Expand your understanding of institutional plan performance, asset allocation and risk.
June 16th, 2020
By Sanjoy Chatterjee, Chief Strategy Officer
The discussion about whether capital markets are efficient or not, and if active managers can add value over a passive benchmark, has been ongoing for decades1. This has led many to invest their money in passively managed portfolios as logically speaking, why would you pay a higher management fee if the market is unbeatable?
The performance of active and passive management has been cyclical, with each style trading periods of outperformance and underperformance. Like the ocean tides, active and passive management’s performance ebbs and flows since market corrections are a regular and unavoidable part of market cycles.
Historically, active managers typically outperform their benchmarks during periods of higher volatility. While there has been a long run of the bull markets, the current global COVID-19 pandemic has led to a lot of market volatility during the first quarter of 2020.

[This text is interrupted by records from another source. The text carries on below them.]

use serde::Serialize;
use std::fmt::{Display, Formatter, Result as FmtResult};
use uuid::Uuid;

/// Materialized path computed from the live superior chain.
#[derive(Debug, Clone, PartialEq, Eq, Serialize)]
pub struct HierarchyPath {
    /// Root first, the user last.
    pub path: Vec<Uuid>,
    pub level: i32,
    /// The walk stopped on the depth bound or on a revisited id.
    pub truncated: bool,
}

/// Outcome of a path repair over a user and its subtree.
#[derive(Debug, Clone, Default, PartialEq, Serialize)]
pub struct PathRepairReport {
    /// Users visited by the repair, the starting user included.
    pub visited: usize,
    /// Users whose stored path or level actually changed.
    pub updated: usize,
    pub anomalies: Vec<String>,
}

impl PathRepairReport {
    pub fn merge(&mut self, other: PathRepairReport) {
        self.visited += other.visited;
        self.updated += other.updated;
        self.anomalies.extend(other.anomalies);
    }
}

#[derive(Debug, Clone, Default, PartialEq, Serialize)]
pub struct DeactivationReport {
    pub success: bool,
    pub reallocated_subordinates: usize,
    /// Post-commit path repairs that failed. The deactivation itself stands.
    pub errors: Vec<String>,
}

/// Finding of a company-wide hierarchy sweep.
#[derive(Debug, Clone, PartialEq, Eq, Serialize)]
#[serde(tag = "kind", rename_all = "SCREAMING_SNAKE_CASE")]
pub enum HierarchyIssue {
    MultipleRoots { roots: Vec<Uuid> },
    MissingSuperior { user_id: Uuid, superior_id: Uuid },
    InactiveSuperior { user_id: Uuid, superior_id: Uuid },
    Cycle { user_id: Uuid },
    ExcessiveDepth { user_id: Uuid, hops: usize },
    StalePath { user_id: Uuid },
    StoreUnavailable { message: String },
}

impl HierarchyIssue {
    /// Multiple roots are tolerated; everything else is an error.
    pub fn is_warning(&self) -> bool {
        matches!(self, HierarchyIssue::MultipleRoots { .. })
    }
}

impl Display for HierarchyIssue {
    fn fmt(&self, f: &mut Formatter<'_>) -> FmtResult {
        match self {
            HierarchyIssue::MultipleRoots { roots } => {
                write!(f, "Múltiplos usuários raiz encontrados: {}", roots.len())
            }
            HierarchyIssue::MissingSuperior {
                user_id,
                superior_id,
            } => write!(
                f,
                "Usuário {} tem superior inexistente: {}",
                user_id, superior_id
            ),
            HierarchyIssue::InactiveSuperior {
                user_id,
                superior_id,
            } => write!(
                f,
                "Usuário {} tem superior inativo: {}",
                user_id, superior_id
            ),
            HierarchyIssue::Cycle { user_id } => {
                write!(f, "Ciclo detectado na hierarquia do usuário {}", user_id)
            }
            HierarchyIssue::ExcessiveDepth { user_id, hops } => write!(
                f,
                "Hierarquia do usuário {} excede {} níveis",
                user_id, hops
            ),
            HierarchyIssue::StalePath { user_id } => {
                write!(f, "Caminho hierárquico desatualizado para o usuário {}", user_id)
            }
            HierarchyIssue::StoreUnavailable { message } => {
                write!(f, "Não foi possível validar a hierarquia: {}", message)
            }
        }
    }
}

#[derive(Debug, Clone, Default, PartialEq, Serialize)]
pub struct HierarchyValidation {
    pub valid: bool,
    pub issues: Vec<HierarchyIssue>,
}

impl HierarchyValidation {
    pub fn from_issues(issues: Vec<HierarchyIssue>) -> Self {
        Self {
            valid: issues.is_empty(),
            issues,
        }
    }

    pub fn messages(&self) -> Vec<String> {
        self.issues.iter().map(|i| i.to_string()).collect()
    }
}

#[cfg(test)]
mod tests {
    use super::*;

    #[test]
    fn test_validation_is_valid_only_without_issues() {
        assert!(HierarchyValidation::from_issues(Vec::new()).valid);

        let validation = HierarchyValidation::from_issues(vec![HierarchyIssue::MultipleRoots {
            roots: vec![Uuid::new_v4(), Uuid::new_v4()],
        }]);
        assert!(!validation.valid);
        assert!(validation.issues[0].is_warning());
        assert!(validation.messages()[0].contains("raiz"));
    }

    #[test]
    fn test_merge_accumulates_counts() {
        let mut report = PathRepairReport {
            visited: 2,
            updated: 1,
            anomalies: vec![],
        };
        report.merge(PathRepairReport {
            visited: 3,
            updated: 0,
            anomalies: vec!["ciclo".into()],
        });
        assert_eq!(report.visited, 5);
        assert_eq!(report.updated, 1);
        assert_eq!(report.anomalies.len(), 1);
    }
}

According to the data submitted to the Investment Metrics Global Database, five of the six style universe categories reviewed had more than half of the active managers outperforming their respective benchmarks in Q1 20202. With the current market environment, it is evident and prudent for all institutional investors to review their portfolio structure, investment policy, and their overall policy benchmarks across all their asset classes. Most Institutional investors, therefore, are likely to consider some changes that are both tactical and strategic across all asset classes to meet their long term obligations.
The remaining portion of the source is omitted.